- [Problem statement]:
If a line in the entries contains the word "CrawlError", list it.

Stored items
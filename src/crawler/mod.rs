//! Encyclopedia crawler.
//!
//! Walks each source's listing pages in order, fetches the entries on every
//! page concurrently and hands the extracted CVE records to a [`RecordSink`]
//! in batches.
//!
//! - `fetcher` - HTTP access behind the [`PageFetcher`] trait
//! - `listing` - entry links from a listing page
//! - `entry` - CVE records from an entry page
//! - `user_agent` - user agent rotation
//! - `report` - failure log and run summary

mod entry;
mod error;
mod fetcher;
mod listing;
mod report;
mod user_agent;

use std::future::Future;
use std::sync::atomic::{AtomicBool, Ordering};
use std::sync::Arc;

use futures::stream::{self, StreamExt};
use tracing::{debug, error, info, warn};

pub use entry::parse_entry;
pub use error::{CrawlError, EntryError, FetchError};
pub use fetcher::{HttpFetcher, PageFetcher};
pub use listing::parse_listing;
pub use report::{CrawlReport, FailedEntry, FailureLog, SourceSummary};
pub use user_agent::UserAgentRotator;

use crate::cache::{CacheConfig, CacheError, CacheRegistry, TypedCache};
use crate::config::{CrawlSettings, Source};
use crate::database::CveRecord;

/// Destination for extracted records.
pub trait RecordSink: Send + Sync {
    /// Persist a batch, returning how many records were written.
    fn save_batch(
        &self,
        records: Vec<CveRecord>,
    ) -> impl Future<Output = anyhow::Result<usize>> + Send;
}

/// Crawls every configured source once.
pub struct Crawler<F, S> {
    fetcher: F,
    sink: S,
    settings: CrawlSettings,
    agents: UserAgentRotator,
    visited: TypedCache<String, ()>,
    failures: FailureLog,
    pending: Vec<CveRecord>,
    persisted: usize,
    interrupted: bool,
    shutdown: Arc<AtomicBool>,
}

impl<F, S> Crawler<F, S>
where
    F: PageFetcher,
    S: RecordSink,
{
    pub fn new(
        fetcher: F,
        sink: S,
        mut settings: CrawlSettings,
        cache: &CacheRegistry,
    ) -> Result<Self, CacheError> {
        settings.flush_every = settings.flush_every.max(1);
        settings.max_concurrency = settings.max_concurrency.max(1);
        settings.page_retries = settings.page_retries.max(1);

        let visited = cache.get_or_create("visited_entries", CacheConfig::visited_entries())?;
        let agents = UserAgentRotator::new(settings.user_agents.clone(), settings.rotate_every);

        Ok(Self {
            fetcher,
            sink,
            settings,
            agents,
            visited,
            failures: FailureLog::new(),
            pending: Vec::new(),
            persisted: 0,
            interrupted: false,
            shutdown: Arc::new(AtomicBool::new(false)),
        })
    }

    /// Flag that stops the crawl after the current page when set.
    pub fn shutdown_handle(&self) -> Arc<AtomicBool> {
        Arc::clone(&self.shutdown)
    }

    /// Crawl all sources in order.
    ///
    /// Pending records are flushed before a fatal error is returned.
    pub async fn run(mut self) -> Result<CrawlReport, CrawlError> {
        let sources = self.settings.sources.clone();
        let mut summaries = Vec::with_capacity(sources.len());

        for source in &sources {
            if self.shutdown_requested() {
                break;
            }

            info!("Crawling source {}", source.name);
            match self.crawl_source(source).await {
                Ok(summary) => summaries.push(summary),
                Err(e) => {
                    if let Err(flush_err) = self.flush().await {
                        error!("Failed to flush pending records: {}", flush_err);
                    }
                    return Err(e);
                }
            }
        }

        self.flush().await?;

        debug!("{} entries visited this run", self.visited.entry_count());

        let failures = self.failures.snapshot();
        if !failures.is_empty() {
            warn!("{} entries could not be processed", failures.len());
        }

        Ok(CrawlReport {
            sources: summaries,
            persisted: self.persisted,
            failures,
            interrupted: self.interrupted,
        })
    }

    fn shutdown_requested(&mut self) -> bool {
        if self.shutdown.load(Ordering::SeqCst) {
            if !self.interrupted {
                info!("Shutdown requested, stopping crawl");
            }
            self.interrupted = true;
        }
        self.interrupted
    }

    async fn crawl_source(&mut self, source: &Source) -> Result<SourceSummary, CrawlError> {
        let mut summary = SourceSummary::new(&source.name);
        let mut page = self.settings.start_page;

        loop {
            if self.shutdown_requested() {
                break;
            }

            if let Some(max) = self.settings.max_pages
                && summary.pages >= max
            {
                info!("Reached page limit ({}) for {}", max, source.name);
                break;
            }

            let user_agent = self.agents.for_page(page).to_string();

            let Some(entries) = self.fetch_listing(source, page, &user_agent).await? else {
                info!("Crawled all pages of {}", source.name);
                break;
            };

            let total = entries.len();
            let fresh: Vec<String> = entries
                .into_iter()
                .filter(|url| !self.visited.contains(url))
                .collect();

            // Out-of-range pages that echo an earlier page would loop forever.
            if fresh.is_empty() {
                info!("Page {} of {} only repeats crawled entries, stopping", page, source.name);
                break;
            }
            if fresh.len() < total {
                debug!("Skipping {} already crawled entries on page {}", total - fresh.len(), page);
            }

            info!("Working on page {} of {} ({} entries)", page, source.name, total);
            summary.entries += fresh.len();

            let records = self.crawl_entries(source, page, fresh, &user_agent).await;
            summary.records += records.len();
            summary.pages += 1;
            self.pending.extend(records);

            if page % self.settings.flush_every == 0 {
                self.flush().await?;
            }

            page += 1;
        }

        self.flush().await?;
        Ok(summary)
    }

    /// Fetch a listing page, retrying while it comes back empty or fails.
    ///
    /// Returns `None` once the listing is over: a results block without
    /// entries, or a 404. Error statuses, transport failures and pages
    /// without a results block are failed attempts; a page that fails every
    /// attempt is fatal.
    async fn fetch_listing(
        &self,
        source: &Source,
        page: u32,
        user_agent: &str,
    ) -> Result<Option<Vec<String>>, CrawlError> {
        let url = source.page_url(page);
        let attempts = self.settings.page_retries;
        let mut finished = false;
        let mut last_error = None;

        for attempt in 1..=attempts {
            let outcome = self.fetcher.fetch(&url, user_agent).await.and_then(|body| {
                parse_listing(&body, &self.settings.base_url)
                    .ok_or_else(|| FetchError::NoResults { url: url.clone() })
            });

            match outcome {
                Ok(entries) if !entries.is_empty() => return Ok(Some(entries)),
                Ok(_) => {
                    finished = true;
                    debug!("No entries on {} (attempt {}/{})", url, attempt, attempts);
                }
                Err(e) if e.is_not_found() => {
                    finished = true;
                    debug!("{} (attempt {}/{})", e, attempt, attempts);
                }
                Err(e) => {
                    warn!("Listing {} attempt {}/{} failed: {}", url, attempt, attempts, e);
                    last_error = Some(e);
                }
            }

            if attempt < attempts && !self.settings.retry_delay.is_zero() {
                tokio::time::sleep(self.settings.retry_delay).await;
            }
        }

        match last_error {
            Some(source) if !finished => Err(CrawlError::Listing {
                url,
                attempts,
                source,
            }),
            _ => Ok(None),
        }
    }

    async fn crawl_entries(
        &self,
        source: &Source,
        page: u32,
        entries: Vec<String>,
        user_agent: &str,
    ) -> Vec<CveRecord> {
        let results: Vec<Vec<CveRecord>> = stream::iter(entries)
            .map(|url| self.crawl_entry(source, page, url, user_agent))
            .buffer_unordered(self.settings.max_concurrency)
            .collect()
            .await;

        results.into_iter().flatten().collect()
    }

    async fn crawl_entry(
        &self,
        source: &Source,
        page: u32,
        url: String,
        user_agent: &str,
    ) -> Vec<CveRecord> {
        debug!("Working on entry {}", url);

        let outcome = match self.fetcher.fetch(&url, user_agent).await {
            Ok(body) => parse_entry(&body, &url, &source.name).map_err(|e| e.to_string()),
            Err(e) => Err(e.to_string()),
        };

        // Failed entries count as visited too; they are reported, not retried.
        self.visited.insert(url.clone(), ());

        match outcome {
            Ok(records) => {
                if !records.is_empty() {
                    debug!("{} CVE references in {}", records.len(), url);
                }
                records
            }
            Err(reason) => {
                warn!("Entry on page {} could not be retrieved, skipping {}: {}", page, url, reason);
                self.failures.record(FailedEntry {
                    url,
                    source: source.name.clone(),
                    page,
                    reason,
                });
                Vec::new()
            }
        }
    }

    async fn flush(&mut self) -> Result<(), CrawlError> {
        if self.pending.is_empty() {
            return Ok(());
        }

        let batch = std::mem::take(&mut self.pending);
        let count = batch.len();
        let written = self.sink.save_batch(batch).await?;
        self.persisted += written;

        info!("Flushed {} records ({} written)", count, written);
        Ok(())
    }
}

- [Exercise result]:
pub use error::{CrawlError, EntryError, FetchError};
    pub async fn run(mut self) -> Result<CrawlReport, CrawlError> {
    async fn crawl_source(&mut self, source: &Source) -> Result<SourceSummary, CrawlError> {
    ) -> Result<Option<Vec<String>>, CrawlError> {
            Some(source) if !finished => Err(CrawlError::Listing {
    async fn flush(&mut self) -> Result<(), CrawlError> {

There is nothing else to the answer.